» Exercise goal: Please copy every line below that contains the string "match".

[Saved data entries]
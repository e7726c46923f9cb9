//! Connected-client registry and fan-out.
//!
//! Each websocket connection registers a bounded channel. Broadcasts are
//! best-effort: a client whose queue is full misses the frame and stays
//! connected.

#[cfg(test)]
#[path = "hub_test.rs"]
mod hub_test;

use tokio::sync::mpsc;
use tokio::sync::mpsc::error::TrySendError;
use tracing::{debug, warn};
use uuid::Uuid;

use crate::state::AppState;

/// Add a client and return its id plus the receiving end of its queue.
pub async fn register(state: &AppState) -> (Uuid, mpsc::Receiver<String>) {
    let client_id = Uuid::new_v4();
    let (tx, rx) = mpsc::channel(state.client_buffer);
    state.clients.write().await.insert(client_id, tx);
    (client_id, rx)
}

/// Remove a client. Returns `false` if it was not registered.
pub async fn unregister(state: &AppState, client_id: Uuid) -> bool {
    state.clients.write().await.remove(&client_id).is_some()
}

pub async fn client_count(state: &AppState) -> usize {
    state.clients.read().await.len()
}

/// Queue `message` for every connected client. Returns how many accepted it.
pub async fn broadcast(state: &AppState, message: &str) -> usize {
    let clients = state.clients.read().await;
    let mut delivered = 0;
    for (client_id, tx) in clients.iter() {
        match tx.try_send(message.to_owned()) {
            Ok(()) => delivered += 1,
            Err(TrySendError::Full(_)) => warn!(%client_id, "hub: client queue full; frame dropped"),
            Err(TrySendError::Closed(_)) => debug!(%client_id, "hub: client already gone"),
        }
    }
    delivered
}

/// Queue `message` for one client. Returns `false` if it is unknown or its
/// queue is full.
pub async fn send_to(state: &AppState, client_id: Uuid, message: &str) -> bool {
    let clients = state.clients.read().await;
    clients
        .get(&client_id)
        .is_some_and(|tx| tx.try_send(message.to_owned()).is_ok())
}
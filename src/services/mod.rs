pub mod export;
pub mod hub;
pub mod sync;
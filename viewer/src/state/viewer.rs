//! UI-facing projection of the socket and scene host.
//!
//! SYSTEM CONTEXT
//! ==============
//! Held in a `RwSignal<ViewerState>` provided by [`crate::app::App`]. The
//! canvas host writes it from Comms and SceneHost callbacks; the toolbar and
//! status bar read it. Only the toolbar writes the request counters.

#[cfg(test)]
#[path = "viewer_test.rs"]
mod viewer_test;

use scene::camera::CameraPose;
use scene::engine::LoadError;
use scene::host::{SceneReady, SwapOutcome};
use wire::Signal;

use crate::net::comms::ConnectionState;

#[derive(Clone, Debug, Default, PartialEq)]
pub struct ViewerState {
    /// Current socket lifecycle state.
    pub connection: ConnectionState,
    /// Whether the inspector should be shown on the active scene.
    pub inspector_visible: bool,
    /// True while a scene import is pending.
    pub loading: bool,
    /// Last scene-load or send failure, cleared by the next successful swap.
    pub last_error: Option<String>,
    /// Generation of the scene on screen; 0 is the empty startup scene.
    pub scene_generation: u64,
    pub scene_url: Option<String>,
    /// Pose applied to the latest scene's camera.
    pub camera: Option<CameraPose>,
    /// Most recent inbound message.
    pub last_signal: Option<Signal>,
    /// Sync button presses. The canvas host reacts to each increment.
    pub sync_requests: u64,
    /// Sync triggers received from the server.
    pub syncs_received: u64,
}

impl ViewerState {
    /// Classify and record an inbound message.
    pub fn record_message(&mut self, raw: &str) -> Signal {
        let signal = Signal::parse(raw);
        if signal.is_sync() {
            self.syncs_received += 1;
        }
        self.last_signal = Some(signal.clone());
        signal
    }

    pub fn request_sync(&mut self) {
        self.sync_requests += 1;
    }

    pub fn toggle_inspector(&mut self) {
        self.inspector_visible = !self.inspector_visible;
    }

    pub fn begin_load(&mut self) {
        self.loading = true;
    }

    /// Fold a finished load into the state. `still_loading` reports whether a
    /// newer load is pending.
    pub fn finish_load(&mut self, result: &Result<SwapOutcome, LoadError>, still_loading: bool) {
        self.loading = still_loading;
        match result {
            Ok(SwapOutcome::Activated { .. }) => self.last_error = None,
            Ok(SwapOutcome::Superseded { .. }) => {}
            Err(err) => self.last_error = Some(err.to_string()),
        }
    }

    pub fn apply_ready(&mut self, ready: &SceneReady) {
        self.scene_generation = ready.generation;
        self.scene_url = Some(ready.url.clone());
        self.camera = Some(ready.pose);
    }

    /// Short label for the status bar.
    #[must_use]
    pub fn scene_label(&self) -> String {
        match (&self.scene_url, self.loading) {
            (_, true) => "loading…".to_owned(),
            (Some(url), false) => format!("#{} {}", self.scene_generation, file_name(url)),
            (None, false) => "no scene".to_owned(),
        }
    }
}

fn file_name(url: &str) -> &str {
    let path = url.split(['?', '#']).next().unwrap_or(url);
    path.rsplit('/').next().unwrap_or(path)
}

» Output:
        match tx.try_send(message.to_owned()) {
        match result {
        match (&self.scene_url, self.loading) {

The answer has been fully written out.